▸ **Exercise description**
From the records below, copy out each line that has the word "permalink".

▸ **Raw data**
pub mod error;
pub mod types;

pub use error::{RedditError, Result};
pub use types::{Comment, Submission};

use std::sync::Mutex;

use serde_json::Value;

use types::{ListingData, MoreChildren, Thing, TokenResponse};

const API_URL: &str = "https://oauth.reddit.com";
const TOKEN_URL: &str = "https://www.reddit.com/api/v1/access_token";

/// Cap on `/api/morechildren` round-trips per submission. Trees deeper
/// than this keep their remaining stubs dropped with a warning.
const MAX_CONTINUATION_ROUNDS: usize = 10;

/// Pure Reddit REST client using application-only OAuth.
/// The token is fetched lazily, cached, and refreshed once on a 401.
pub struct RedditClient {
    client: reqwest::Client,
    client_id: String,
    client_secret: String,
    user_agent: String,
    token: Mutex<Option<String>>,
}

impl RedditClient {
    pub fn new(client_id: String, client_secret: String, user_agent: String) -> Self {
        Self {
            client: reqwest::Client::new(),
            client_id,
            client_secret,
            user_agent,
            token: Mutex::new(None),
        }
    }

    async fn fetch_token(&self) -> Result<String> {
        let resp = self
            .client
            .post(TOKEN_URL)
            .basic_auth(&self.client_id, Some(&self.client_secret))
            .header(reqwest::header::USER_AGENT, &self.user_agent)
            .form(&[("grant_type", "client_credentials")])
            .send()
            .await?;

        let status = resp.status();
        if !status.is_success() {
            let body = resp.text().await.unwrap_or_default();
            return Err(RedditError::Auth(format!(
                "token request failed (status {}): {}",
                status.as_u16(),
                body
            )));
        }

        let token: TokenResponse = resp.json().await?;
        Ok(token.access_token)
    }

    async fn token(&self) -> Result<String> {
        let cached = self
            .token
            .lock()
            .unwrap_or_else(|e| e.into_inner())
            .clone();
        if let Some(token) = cached {
            return Ok(token);
        }

        let token = self.fetch_token().await?;
        tracing::debug!("Obtained application-only access token");
        *self.token.lock().unwrap_or_else(|e| e.into_inner()) = Some(token.clone());
        Ok(token)
    }

    /// Authenticated GET returning raw JSON. Retries exactly once after
    /// refreshing the token if the API answers 401.
    async fn get(&self, url: &str) -> Result<Value> {
        for attempt in 0..2 {
            let token = self.token().await?;
            let resp = self
                .client
                .get(url)
                .bearer_auth(&token)
                .header(reqwest::header::USER_AGENT, &self.user_agent)
                .send()
                .await?;

            let status = resp.status();
            if status.as_u16() == 401 && attempt == 0 {
                tracing::debug!("Access token rejected, refreshing");
                *self.token.lock().unwrap_or_else(|e| e.into_inner()) = None;
                continue;
            }
            if !status.is_success() {
                let body = resp.text().await.unwrap_or_default();
                return Err(RedditError::Api {
                    status: status.as_u16(),
                    message: body,
                });
            }
            return Ok(resp.json().await?);
        }

        Err(RedditError::Auth("token rejected after refresh".to_string()))
    }

    /// Fetch up to `limit` submissions from a subreddit's hot listing.
    pub async fn hot_posts(&self, subreddit: &str, limit: u32) -> Result<Vec<Submission>> {
        let url = format!("{API_URL}/r/{subreddit}/hot?limit={limit}&raw_json=1");
        let value = self.get(&url).await?;

        let listing: Thing = serde_json::from_value(value)?;
        let data: ListingData = serde_json::from_value(listing.data)?;

        let mut posts = Vec::new();
        for child in data.children {
            if child.kind == "t3" {
                posts.push(serde_json::from_value(child.data)?);
            }
        }
        tracing::debug!(subreddit, count = posts.len(), "Fetched hot submissions");
        Ok(posts)
    }

    /// Fetch a submission's full comment tree, flattened depth-first.
    /// Continuation ("more") stubs are materialized via `/api/morechildren`;
    /// stubs that cannot be resolved are dropped with a warning.
    pub async fn comments(&self, subreddit: &str, article: &str, limit: u32) -> Result<Vec<Comment>> {
        let url = format!("{API_URL}/r/{subreddit}/comments/{article}?limit={limit}&raw_json=1");
        let value = self.get(&url).await?;

        // The endpoint returns a two-element array: [post listing, comment listing].
        let listings: Vec<Thing> = serde_json::from_value(value)?;
        let comment_listing = match listings.into_iter().nth(1) {
            Some(thing) => serde_json::from_value::<ListingData>(thing.data)?,
            None => {
                return Err(RedditError::Parse(
                    "comments response missing comment listing".to_string(),
                ))
            }
        };

        let mut comments = Vec::new();
        let mut pending_stubs = Vec::new();
        flatten_listing(comment_listing, &mut comments, &mut pending_stubs)?;

        let mut rounds = 0;
        while !pending_stubs.is_empty() && rounds < MAX_CONTINUATION_ROUNDS {
            rounds += 1;
            let batch: Vec<String> = pending_stubs
                .drain(..pending_stubs.len().min(100))
                .collect();
            let url = format!(
                "{API_URL}/api/morechildren?api_type=json&link_id=t3_{article}&children={}&raw_json=1",
                batch.join(",")
            );
            let value = match self.get(&url).await {
                Ok(v) => v,
                Err(e) => {
                    tracing::warn!(article, error = %e, dropped = batch.len(), "Continuation fetch failed, dropping stubs");
                    continue;
                }
            };
            let more: MoreChildren = serde_json::from_value(value)?;
            for thing in more.json.data.things {
                match thing.kind.as_str() {
                    "t1" => comments.push(serde_json::from_value(thing.data)?),
                    "more" => collect_stub_ids(&thing.data, &mut pending_stubs),
                    _ => {}
                }
            }
        }
        if !pending_stubs.is_empty() {
            tracing::warn!(
                article,
                remaining = pending_stubs.len(),
                "Unresolved continuation stubs dropped"
            );
        }

        tracing::debug!(subreddit, article, count = comments.len(), "Fetched comment tree");
        Ok(comments)
    }
}

/// Depth-first walk of a comment listing: t1 comments go to `out`,
/// "more" stub ids to `stubs`, anything else is skipped.
fn flatten_listing(listing: ListingData, out: &mut Vec<Comment>, stubs: &mut Vec<String>) -> Result<()> {
    for child in listing.children {
        match child.kind.as_str() {
            "t1" => {
                let comment: Comment = serde_json::from_value(child.data)?;
                let nested = comment.replies.clone();
                out.push(comment);
                if nested.is_object() {
                    let thing: Thing = serde_json::from_value(nested)?;
                    let listing: ListingData = serde_json::from_value(thing.data)?;
                    flatten_listing(listing, out, stubs)?;
                }
            }
            "more" => collect_stub_ids(&child.data, stubs),
            other => tracing::debug!(kind = other, "Skipping unexpected listing child"),
        }
    }
    Ok(())
}

fn collect_stub_ids(data: &Value, stubs: &mut Vec<String>) {
    if let Some(ids) = data.get("children").and_then(Value::as_array) {
        stubs.extend(ids.iter().filter_map(|v| v.as_str().map(str::to_string)));
    }
}

#[cfg(test)]
mod tests {
    use super::*;

    const COMMENT_LISTING: &str = r#"{
        "kind": "Listing",
        "data": {
            "children": [
                {
                    "kind": "t1",
                    "data": {
                        "id": "c1",
                        "author": "alice",
                        "body": "top level",
                        "permalink": "/r/test/comments/p1/_/c1/",
                        "parent_id": "t3_p1",
                        "replies": {
                            "kind": "Listing",
                            "data": {
                                "children": [
                                    {
                                        "kind": "t1",
                                        "data": {
                                            "id": "c2",
                                            "author": null,
                                            "body": "nested",
                                            "permalink": "/r/test/comments/p1/_/c2/",
                                            "parent_id": "t1_c1",
                                            "replies": ""
                                        }
                                    }
                                ]
                            }
                        }
                    }
                },
                {
                    "kind": "more",
                    "data": { "children": ["c9", "c10"] }
                }
            ]
        }
    }"#;

    #[test]
    fn flatten_walks_nested_replies_and_collects_stubs() {
        let thing: Thing = serde_json::from_str(COMMENT_LISTING).unwrap();
        let listing: ListingData = serde_json::from_value(thing.data).unwrap();

        let mut comments = Vec::new();
        let mut stubs = Vec::new();
        flatten_listing(listing, &mut comments, &mut stubs).unwrap();

        assert_eq!(comments.len(), 2);
        assert_eq!(comments[0].id, "c1");
        assert_eq!(comments[1].id, "c2");
        assert_eq!(comments[1].author, None);
        assert_eq!(comments[1].parent_id, "t1_c1");
        assert_eq!(stubs, vec!["c9", "c10"]);
    }

    #[test]
    fn submission_parses_with_missing_selftext() {
        let raw = r#"{
            "id": "p1",
            "name": "t3_p1",
            "author": "bob",
            "title": "A title",
            "subreddit": "test",
            "permalink": "/r/test/comments/p1/a_title/"
        }"#;
        let sub: Submission = serde_json::from_str(raw).unwrap();
        assert_eq!(sub.selftext, "");
        assert_eq!(sub.name, "t3_p1");
    }
}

▸ **Exercise solution**
                        "permalink": "/r/test/comments/p1/_/c1/",
                                            "permalink": "/r/test/comments/p1/_/c2/",
            "permalink": "/r/test/comments/p1/a_title/"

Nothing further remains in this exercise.